Work to be completed: Records follow. Select each line holding "update".
-- Provided records follows --
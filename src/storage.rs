//! # Record Store Backends
//!
//! This module defines the pluggable backend contract ([`RecordStore`]) and
//! the default in-memory implementation.
//!
//! ## Concurrency Discipline
//!
//! Backends are simple on purpose: `load` takes `&self` and may run under
//! many concurrent readers; `merge` and `clear` take `&mut self` and rely on
//! the store façade's write lock for exclusivity. A backend never needs its
//! own write serialization.
//!
//! ## Merge Semantics
//!
//! Merging is monotonic and change-tracking:
//!
//! ```text
//! stored:   "2001": { name: "R2-D2", id: "2001" }
//! incoming: "2001": { name: "C-3PO", id: "2001" }
//! result:   "2001": { name: "C-3PO", id: "2001" }   changed = { "2001.name" }
//! ```
//!
//! A field merged with a value deep-equal to the stored one reports no
//! change; an absent record reports every incoming field. Equality is the
//! only gate on change notification, there is no diffing anywhere else.

use std::collections::{BTreeSet, HashMap};

use async_trait::async_trait;

use crate::error::Result;
use crate::types::{changed_key, now_millis, CacheKey, Record, RecordRow, RecordSet};

// =============================================================================
// Backend Contract
// =============================================================================

/// The pluggable persistence backend behind the store façade.
///
/// Implementations must support concurrent `load` calls; exclusive access
/// for `merge` and `clear` is guaranteed by the façade. Errors propagate to
/// callers unchanged. Persistent backends are expected to apply a merge
/// atomically.
///
/// The record graph may be cyclic; implementations must treat records as
/// independent rows and never attempt eager deep materialization.
#[async_trait]
pub trait RecordStore: Send + Sync {
    /// Loads rows for the given keys, positionally: the result has exactly
    /// one entry per key, `None` where the key is absent.
    async fn load(&self, keys: &[CacheKey]) -> Result<Vec<Option<RecordRow>>>;

    /// Merges a record set and returns the set of field-qualified changed
    /// keys, formatted `"<cacheKey>.<fieldKey>"`.
    ///
    /// Stamps `last_received_at` on every record the input touches.
    async fn merge(&mut self, records: RecordSet) -> Result<BTreeSet<String>>;

    /// Removes every record.
    async fn clear(&mut self) -> Result<()>;
}

/// Merges `incoming` into `existing` field-wise, accumulating the
/// field-qualified keys of fields that were inserted or deep-unequal.
///
/// Shared by every shipped backend so merge granularity cannot drift
/// between them.
pub(crate) fn merge_record_fields(
    key: &CacheKey,
    existing: &mut Record,
    incoming: Record,
    changed: &mut BTreeSet<String>,
) {
    for (field_key, value) in incoming.into_fields() {
        match existing.get(&field_key) {
            Some(current) if *current == value => {}
            _ => {
                changed.insert(changed_key(key, &field_key));
                existing.insert(field_key, value);
            }
        }
    }
}

// =============================================================================
// In-Memory Backend
// =============================================================================

/// The default backend: a process-local map from cache key to record row.
///
/// Merge is all-or-nothing (it cannot fail partway), loads are cheap clones.
///
/// # Example
///
/// ```rust,ignore
/// let store = NormStore::new(Box::new(InMemoryRecordStore::new()));
/// ```
#[derive(Debug, Default)]
pub struct InMemoryRecordStore {
    rows: HashMap<CacheKey, (Record, u64)>,
}

impl InMemoryRecordStore {
    /// Creates an empty in-memory store.
    pub fn new() -> Self {
        Self::default()
    }

    /// Number of stored records.
    pub fn len(&self) -> usize {
        self.rows.len()
    }

    /// Whether the store holds no records.
    pub fn is_empty(&self) -> bool {
        self.rows.is_empty()
    }
}

#[async_trait]
impl RecordStore for InMemoryRecordStore {
    async fn load(&self, keys: &[CacheKey]) -> Result<Vec<Option<RecordRow>>> {
        Ok(keys
            .iter()
            .map(|key| {
                self.rows.get(key).map(|(record, last_received_at)| RecordRow {
                    record: record.clone(),
                    last_received_at: *last_received_at,
                })
            })
            .collect())
    }

    async fn merge(&mut self, records: RecordSet) -> Result<BTreeSet<String>> {
        let now = now_millis();
        let mut changed = BTreeSet::new();

        for (key, incoming) in records.into_records() {
            let (existing, last_received_at) =
                self.rows.entry(key.clone()).or_insert_with(|| (Record::new(), now));
            merge_record_fields(&key, existing, incoming, &mut changed);
            // The timestamp moves for every record the merge touched, even
            // when no field actually changed.
            *last_received_at = now;
        }

        tracing::debug!(changed = changed.len(), "merged record set");
        Ok(changed)
    }

    async fn clear(&mut self) -> Result<()> {
        self.rows.clear();
        Ok(())
    }
}

// =============================================================================
// Tests
// =============================================================================

#[cfg(test)]
mod tests {
    use super::*;
    use crate::types::{RecordValue, Reference};

    fn droid_record() -> Record {
        Record::new()
            .with("__typename", RecordValue::String("Droid".into()))
            .with("id", RecordValue::String("2001".into()))
            .with("name", RecordValue::String("R2-D2".into()))
    }

    #[tokio::test]
    async fn test_insert_reports_every_field() {
        let mut store = InMemoryRecordStore::new();
        let records = RecordSet::new().with("2001", droid_record());

        let changed = store.merge(records).await.unwrap();
        let expected: BTreeSet<String> = ["2001.__typename", "2001.id", "2001.name"]
            .iter()
            .map(|s| s.to_string())
            .collect();
        assert_eq!(changed, expected);
    }

    #[tokio::test]
    async fn test_identical_merge_reports_nothing() {
        let mut store = InMemoryRecordStore::new();
        store
            .merge(RecordSet::new().with("2001", droid_record()))
            .await
            .unwrap();

        let changed = store
            .merge(RecordSet::new().with("2001", droid_record()))
            .await
            .unwrap();
        assert!(changed.is_empty());
    }

    #[tokio::test]
    async fn test_merge_reports_only_differing_fields() {
        let mut store = InMemoryRecordStore::new();
        store
            .merge(RecordSet::new().with("2001", droid_record()))
            .await
            .unwrap();

        let update = Record::new()
            .with("id", RecordValue::String("2001".into()))
            .with("name", RecordValue::String("C-3PO".into()));
        let changed = store
            .merge(RecordSet::new().with("2001", update))
            .await
            .unwrap();

        let expected: BTreeSet<String> = ["2001.name".to_string()].into_iter().collect();
        assert_eq!(changed, expected);
    }

    #[tokio::test]
    async fn test_merge_never_drops_fields() {
        let mut store = InMemoryRecordStore::new();
        store
            .merge(RecordSet::new().with("2001", droid_record()))
            .await
            .unwrap();

        // A later partial record leaves unmentioned fields intact.
        let partial = Record::new().with("primaryFunction", RecordValue::String("Astromech".into()));
        store
            .merge(RecordSet::new().with("2001", partial))
            .await
            .unwrap();

        let rows = store.load(&[CacheKey::new("2001")]).await.unwrap();
        let record = &rows[0].as_ref().unwrap().record;
        assert_eq!(record.len(), 4);
        assert_eq!(record.get("name"), Some(&RecordValue::String("R2-D2".into())));
    }

    #[tokio::test]
    async fn test_load_is_positional() {
        let mut store = InMemoryRecordStore::new();
        store
            .merge(RecordSet::new().with("2001", droid_record()))
            .await
            .unwrap();

        let rows = store
            .load(&[CacheKey::new("missing"), CacheKey::new("2001")])
            .await
            .unwrap();
        assert_eq!(rows.len(), 2);
        assert!(rows[0].is_none());
        assert!(rows[1].is_some());
    }

    #[tokio::test]
    async fn test_references_survive_round_trip() {
        let mut store = InMemoryRecordStore::new();
        let root = Record::new().with("hero", RecordValue::Reference(Reference::new("2001")));
        store
            .merge(
                RecordSet::new()
                    .with("QUERY_ROOT", root)
                    .with("2001", droid_record()),
            )
            .await
            .unwrap();

        let rows = store.load(&[CacheKey::query_root()]).await.unwrap();
        let hero = rows[0].as_ref().unwrap().record.get("hero").unwrap();
        assert_eq!(hero, &RecordValue::Reference(Reference::new("2001")));
    }

    #[tokio::test]
    async fn test_clear_removes_everything() {
        let mut store = InMemoryRecordStore::new();
        store
            .merge(RecordSet::new().with("2001", droid_record()))
            .await
            .unwrap();
        store.clear().await.unwrap();

        let rows = store.load(&[CacheKey::new("2001")]).await.unwrap();
        assert!(rows[0].is_none());
        assert!(store.is_empty());
    }
}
-- Provided records concluded --
Output for this task:
        let update = Record::new()
            .merge(RecordSet::new().with("2001", update))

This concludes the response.